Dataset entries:
============

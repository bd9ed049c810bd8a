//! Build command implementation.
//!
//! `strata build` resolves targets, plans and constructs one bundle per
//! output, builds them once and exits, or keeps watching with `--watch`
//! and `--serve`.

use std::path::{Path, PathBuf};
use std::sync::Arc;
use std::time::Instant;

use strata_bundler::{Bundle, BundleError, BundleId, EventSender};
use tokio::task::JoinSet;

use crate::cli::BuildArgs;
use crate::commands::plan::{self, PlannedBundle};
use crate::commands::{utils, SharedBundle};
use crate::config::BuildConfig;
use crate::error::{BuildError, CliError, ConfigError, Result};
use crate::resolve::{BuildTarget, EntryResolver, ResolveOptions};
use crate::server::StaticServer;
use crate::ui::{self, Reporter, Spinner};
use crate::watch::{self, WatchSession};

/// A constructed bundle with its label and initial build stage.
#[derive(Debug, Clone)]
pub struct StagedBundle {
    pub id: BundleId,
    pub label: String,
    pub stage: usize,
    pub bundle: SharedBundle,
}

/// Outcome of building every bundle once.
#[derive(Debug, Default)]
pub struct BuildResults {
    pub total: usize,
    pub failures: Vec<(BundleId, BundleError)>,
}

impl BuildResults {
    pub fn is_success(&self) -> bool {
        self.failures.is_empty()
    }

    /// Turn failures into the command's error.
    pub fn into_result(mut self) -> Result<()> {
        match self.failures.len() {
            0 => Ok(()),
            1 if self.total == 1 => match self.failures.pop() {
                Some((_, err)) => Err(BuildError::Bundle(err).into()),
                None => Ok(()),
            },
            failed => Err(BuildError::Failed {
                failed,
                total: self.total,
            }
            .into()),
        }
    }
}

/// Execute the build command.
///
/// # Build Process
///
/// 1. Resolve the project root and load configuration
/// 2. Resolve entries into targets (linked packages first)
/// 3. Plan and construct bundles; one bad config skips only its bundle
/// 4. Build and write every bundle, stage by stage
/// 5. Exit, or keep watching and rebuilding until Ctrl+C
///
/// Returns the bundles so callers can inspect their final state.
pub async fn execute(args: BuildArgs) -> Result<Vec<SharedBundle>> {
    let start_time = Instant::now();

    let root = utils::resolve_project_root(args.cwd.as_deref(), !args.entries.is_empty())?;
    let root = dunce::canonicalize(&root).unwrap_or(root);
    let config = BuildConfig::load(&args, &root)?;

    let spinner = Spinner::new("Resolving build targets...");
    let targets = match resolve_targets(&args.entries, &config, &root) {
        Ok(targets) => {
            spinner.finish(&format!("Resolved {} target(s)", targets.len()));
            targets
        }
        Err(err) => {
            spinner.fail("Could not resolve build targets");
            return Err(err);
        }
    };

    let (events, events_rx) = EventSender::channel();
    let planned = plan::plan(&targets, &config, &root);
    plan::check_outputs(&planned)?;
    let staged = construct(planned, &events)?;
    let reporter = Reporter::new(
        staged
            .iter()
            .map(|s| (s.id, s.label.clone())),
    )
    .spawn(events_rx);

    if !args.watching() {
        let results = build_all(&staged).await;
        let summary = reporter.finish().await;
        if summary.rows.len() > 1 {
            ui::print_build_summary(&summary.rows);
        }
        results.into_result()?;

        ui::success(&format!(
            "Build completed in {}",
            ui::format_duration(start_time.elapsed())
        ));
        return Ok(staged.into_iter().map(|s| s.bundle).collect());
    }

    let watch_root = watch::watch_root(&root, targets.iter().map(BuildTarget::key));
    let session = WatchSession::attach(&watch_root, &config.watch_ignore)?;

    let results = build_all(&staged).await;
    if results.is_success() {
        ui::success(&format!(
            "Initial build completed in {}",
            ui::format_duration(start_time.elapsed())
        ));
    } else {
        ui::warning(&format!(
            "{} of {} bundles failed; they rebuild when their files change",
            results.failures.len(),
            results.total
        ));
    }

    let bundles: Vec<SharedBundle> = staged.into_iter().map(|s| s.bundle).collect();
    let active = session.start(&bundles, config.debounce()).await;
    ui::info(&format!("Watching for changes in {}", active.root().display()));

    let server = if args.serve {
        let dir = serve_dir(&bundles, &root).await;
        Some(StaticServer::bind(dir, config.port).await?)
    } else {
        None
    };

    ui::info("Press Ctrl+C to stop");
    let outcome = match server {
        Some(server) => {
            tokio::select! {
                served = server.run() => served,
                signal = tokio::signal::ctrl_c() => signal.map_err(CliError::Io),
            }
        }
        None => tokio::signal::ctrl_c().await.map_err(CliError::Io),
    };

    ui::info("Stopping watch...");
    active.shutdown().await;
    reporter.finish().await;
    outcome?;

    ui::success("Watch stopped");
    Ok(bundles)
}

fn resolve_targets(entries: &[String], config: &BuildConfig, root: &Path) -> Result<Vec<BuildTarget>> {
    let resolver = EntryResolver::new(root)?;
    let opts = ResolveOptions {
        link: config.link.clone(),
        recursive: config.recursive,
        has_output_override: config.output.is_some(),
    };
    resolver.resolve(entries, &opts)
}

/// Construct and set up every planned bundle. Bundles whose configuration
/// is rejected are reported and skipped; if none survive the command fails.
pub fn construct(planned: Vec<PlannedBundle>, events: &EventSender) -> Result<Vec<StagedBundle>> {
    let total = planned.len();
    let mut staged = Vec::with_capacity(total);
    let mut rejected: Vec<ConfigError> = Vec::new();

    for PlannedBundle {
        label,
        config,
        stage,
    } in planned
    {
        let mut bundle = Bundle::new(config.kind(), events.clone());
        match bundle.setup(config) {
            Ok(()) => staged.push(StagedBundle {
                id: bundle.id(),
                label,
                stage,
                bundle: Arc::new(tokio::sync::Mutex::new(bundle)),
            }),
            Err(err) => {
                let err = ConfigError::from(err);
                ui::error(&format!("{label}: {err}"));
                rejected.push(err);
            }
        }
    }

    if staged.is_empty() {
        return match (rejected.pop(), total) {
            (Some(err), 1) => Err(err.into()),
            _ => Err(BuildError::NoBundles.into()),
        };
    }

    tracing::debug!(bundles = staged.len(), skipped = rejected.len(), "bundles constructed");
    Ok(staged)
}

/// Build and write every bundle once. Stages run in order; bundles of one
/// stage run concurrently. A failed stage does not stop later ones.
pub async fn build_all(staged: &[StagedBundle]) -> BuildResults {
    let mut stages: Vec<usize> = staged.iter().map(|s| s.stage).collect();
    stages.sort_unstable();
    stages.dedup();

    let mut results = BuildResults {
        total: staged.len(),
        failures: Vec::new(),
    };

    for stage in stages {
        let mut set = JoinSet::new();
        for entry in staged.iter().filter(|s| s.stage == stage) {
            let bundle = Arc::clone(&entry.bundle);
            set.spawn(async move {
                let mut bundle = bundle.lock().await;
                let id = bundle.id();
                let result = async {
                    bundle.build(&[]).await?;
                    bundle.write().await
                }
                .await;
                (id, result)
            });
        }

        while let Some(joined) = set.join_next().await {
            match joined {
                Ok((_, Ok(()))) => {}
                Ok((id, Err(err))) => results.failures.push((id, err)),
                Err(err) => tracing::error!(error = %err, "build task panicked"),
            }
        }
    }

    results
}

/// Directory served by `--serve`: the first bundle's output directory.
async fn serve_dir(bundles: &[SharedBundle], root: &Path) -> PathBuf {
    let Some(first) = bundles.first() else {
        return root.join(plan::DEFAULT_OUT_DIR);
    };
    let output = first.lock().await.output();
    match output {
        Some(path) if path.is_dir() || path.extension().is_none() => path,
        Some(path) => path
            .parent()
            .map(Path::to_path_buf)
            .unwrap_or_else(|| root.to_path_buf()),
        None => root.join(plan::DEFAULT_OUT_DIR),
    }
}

============

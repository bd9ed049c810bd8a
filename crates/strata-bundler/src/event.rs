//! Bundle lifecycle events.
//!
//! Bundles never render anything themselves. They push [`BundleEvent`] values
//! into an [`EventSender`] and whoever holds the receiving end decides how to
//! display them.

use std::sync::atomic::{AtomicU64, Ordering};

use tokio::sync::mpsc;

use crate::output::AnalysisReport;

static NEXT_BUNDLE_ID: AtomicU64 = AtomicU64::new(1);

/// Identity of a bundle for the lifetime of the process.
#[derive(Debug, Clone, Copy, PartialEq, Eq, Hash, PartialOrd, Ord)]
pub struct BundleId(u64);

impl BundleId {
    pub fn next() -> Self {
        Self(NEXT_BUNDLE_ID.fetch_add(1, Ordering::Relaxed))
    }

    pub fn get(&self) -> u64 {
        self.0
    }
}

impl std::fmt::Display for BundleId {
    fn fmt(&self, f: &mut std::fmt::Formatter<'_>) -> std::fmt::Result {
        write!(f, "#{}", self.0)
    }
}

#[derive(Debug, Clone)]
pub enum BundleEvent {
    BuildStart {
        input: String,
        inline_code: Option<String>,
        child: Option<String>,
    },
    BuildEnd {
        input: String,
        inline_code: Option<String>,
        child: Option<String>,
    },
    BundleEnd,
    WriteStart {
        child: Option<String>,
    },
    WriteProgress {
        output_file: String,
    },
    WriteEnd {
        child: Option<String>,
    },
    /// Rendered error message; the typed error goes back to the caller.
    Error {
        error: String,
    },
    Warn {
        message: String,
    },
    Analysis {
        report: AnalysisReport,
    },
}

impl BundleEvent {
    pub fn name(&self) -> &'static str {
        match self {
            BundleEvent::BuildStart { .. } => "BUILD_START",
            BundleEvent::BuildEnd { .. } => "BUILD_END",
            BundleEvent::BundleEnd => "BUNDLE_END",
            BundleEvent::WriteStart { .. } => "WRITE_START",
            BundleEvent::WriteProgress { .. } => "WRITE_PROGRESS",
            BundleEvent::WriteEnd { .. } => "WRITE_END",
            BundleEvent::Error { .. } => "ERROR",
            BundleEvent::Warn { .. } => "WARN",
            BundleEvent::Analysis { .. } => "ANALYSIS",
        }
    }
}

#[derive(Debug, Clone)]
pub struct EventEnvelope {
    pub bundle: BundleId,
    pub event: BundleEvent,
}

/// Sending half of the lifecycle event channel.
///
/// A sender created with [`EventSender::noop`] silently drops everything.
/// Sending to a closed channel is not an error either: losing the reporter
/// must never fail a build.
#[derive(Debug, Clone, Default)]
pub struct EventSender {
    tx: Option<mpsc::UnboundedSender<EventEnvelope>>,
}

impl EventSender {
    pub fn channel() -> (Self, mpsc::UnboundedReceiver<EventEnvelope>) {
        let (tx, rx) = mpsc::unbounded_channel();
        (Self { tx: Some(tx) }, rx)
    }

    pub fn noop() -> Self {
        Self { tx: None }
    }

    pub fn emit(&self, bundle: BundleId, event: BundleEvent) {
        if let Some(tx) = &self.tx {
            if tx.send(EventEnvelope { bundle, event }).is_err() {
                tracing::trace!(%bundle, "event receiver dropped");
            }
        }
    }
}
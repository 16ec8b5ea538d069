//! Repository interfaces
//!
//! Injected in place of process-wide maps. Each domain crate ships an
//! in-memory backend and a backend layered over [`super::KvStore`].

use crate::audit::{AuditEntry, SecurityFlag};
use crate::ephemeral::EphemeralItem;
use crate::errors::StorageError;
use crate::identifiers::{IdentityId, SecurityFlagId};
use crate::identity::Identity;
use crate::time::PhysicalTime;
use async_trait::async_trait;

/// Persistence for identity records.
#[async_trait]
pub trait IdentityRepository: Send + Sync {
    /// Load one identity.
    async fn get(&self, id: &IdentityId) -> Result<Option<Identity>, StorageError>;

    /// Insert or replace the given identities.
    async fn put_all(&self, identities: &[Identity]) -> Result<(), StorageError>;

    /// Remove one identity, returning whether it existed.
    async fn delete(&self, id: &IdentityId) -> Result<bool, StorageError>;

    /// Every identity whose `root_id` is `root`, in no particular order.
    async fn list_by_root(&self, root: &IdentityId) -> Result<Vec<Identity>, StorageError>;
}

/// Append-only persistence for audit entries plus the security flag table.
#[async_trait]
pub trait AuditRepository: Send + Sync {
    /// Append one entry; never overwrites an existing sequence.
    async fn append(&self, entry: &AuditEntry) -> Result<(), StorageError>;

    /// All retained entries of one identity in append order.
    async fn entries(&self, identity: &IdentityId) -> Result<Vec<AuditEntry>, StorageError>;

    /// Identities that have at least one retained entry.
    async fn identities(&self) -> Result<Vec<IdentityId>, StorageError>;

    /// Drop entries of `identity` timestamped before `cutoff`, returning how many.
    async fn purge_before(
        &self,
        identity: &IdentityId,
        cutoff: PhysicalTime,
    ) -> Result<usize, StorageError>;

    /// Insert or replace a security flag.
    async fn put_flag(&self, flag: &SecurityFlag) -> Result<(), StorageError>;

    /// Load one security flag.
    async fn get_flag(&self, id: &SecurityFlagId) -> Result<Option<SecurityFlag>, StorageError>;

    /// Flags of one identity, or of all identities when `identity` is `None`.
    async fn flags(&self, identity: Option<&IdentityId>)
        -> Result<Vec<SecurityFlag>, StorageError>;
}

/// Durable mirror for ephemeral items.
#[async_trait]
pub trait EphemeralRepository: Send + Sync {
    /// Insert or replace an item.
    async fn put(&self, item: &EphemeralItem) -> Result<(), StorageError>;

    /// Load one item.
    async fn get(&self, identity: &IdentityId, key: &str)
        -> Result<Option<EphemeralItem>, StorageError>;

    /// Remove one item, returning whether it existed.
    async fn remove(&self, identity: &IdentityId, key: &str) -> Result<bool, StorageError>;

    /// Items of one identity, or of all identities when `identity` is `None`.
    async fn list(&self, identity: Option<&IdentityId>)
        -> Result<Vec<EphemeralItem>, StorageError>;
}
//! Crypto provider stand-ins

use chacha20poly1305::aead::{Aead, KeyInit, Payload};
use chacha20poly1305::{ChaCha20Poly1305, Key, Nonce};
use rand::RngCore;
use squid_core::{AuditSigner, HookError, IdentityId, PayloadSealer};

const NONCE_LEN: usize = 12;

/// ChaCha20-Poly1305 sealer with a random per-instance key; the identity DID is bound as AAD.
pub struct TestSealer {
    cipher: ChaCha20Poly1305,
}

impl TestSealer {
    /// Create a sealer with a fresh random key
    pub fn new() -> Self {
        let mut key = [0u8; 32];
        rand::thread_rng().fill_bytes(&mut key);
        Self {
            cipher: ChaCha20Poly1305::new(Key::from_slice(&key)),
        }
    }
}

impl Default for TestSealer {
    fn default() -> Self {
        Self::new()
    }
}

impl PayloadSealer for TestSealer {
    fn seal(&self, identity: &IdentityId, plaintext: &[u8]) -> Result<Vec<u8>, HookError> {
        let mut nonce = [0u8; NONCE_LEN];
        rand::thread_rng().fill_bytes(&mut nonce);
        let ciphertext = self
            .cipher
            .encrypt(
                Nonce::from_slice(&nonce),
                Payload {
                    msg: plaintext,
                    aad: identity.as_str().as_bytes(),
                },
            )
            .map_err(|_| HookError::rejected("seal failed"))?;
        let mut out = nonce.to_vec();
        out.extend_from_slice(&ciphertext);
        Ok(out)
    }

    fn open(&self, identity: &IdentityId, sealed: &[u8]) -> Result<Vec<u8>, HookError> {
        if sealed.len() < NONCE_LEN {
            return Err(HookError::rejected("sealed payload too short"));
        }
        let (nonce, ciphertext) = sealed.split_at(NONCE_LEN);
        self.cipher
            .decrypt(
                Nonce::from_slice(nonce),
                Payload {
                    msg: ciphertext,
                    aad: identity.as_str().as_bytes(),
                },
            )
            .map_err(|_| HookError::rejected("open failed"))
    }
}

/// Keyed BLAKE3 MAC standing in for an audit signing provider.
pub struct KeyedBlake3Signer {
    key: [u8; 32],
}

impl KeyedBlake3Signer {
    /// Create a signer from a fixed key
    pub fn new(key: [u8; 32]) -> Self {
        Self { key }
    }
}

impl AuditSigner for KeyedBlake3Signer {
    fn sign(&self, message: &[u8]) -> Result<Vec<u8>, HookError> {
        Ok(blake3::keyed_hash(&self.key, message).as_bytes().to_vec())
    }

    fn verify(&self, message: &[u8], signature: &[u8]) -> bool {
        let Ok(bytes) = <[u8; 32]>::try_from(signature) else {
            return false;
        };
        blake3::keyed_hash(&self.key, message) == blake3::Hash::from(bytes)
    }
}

============

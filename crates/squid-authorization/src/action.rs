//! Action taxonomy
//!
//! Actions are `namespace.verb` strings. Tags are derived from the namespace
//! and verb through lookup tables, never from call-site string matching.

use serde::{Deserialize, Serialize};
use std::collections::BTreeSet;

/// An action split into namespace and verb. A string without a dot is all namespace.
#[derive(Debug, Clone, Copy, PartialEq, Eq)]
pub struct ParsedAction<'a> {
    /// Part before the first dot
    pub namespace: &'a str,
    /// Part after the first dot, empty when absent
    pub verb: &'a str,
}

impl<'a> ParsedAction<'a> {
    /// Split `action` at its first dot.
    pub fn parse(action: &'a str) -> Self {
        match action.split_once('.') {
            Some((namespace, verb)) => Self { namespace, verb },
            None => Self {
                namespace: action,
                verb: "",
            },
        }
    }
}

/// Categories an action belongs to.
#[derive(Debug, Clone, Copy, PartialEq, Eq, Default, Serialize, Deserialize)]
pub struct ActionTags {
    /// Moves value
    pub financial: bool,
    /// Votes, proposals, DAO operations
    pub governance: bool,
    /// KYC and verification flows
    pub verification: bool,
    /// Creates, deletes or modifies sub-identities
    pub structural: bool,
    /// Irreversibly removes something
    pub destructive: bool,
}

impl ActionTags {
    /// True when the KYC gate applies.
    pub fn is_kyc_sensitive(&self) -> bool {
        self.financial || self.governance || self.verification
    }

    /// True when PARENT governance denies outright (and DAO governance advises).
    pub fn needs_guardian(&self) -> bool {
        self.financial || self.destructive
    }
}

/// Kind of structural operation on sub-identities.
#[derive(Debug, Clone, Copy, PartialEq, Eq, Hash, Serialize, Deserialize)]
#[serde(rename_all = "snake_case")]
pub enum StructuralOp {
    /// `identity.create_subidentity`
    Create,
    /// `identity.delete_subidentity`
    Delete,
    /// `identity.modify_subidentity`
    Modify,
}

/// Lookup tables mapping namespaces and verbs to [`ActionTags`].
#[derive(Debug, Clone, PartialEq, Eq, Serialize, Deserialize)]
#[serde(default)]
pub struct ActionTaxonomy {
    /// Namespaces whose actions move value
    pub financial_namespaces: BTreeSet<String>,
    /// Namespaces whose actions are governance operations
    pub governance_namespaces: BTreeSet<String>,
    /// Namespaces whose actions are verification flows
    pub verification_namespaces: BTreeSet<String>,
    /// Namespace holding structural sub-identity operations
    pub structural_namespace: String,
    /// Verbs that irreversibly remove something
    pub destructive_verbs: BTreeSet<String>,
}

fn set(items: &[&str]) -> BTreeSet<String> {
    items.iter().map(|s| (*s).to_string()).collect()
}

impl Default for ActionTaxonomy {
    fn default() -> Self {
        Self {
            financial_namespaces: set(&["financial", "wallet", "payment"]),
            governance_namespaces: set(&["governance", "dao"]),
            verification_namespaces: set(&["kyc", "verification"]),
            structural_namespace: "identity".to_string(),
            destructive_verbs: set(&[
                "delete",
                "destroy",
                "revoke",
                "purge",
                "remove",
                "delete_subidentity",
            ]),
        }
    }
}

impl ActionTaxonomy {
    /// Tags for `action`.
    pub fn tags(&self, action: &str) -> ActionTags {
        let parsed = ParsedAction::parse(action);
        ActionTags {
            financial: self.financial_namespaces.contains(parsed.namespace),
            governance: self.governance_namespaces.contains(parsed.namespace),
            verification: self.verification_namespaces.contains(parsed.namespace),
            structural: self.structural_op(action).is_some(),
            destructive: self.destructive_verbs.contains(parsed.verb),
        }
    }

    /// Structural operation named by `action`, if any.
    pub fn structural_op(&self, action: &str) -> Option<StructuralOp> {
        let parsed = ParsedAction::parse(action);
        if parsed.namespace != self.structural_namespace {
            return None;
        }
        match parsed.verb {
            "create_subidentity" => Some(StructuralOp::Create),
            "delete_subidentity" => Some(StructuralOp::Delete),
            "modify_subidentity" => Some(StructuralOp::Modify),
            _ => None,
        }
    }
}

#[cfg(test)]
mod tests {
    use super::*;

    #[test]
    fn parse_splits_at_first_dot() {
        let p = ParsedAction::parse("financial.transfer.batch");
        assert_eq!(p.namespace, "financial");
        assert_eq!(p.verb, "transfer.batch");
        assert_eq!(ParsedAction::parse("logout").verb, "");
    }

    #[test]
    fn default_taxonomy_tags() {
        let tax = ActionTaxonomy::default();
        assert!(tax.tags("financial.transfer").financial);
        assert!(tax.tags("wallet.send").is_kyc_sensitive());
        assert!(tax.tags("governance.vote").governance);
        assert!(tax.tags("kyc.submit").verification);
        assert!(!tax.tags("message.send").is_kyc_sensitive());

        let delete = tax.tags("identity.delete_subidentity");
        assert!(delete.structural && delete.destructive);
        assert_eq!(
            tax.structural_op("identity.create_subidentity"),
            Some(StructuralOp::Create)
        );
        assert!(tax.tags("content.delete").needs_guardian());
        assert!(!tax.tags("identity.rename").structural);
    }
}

============

What this task involves: Display each line of the data where "message" occurs.

Result of the exercise:
    /// Rendered error message; the typed error goes back to the caller.
        message: String,
    fn sign(&self, message: &[u8]) -> Result<Vec<u8>, HookError> {
        Ok(blake3::keyed_hash(&self.key, message).as_bytes().to_vec())
    fn verify(&self, message: &[u8], signature: &[u8]) -> bool {
        blake3::keyed_hash(&self.key, message) == blake3::Hash::from(bytes)
        assert!(!tax.tags("message.send").is_kyc_sensitive());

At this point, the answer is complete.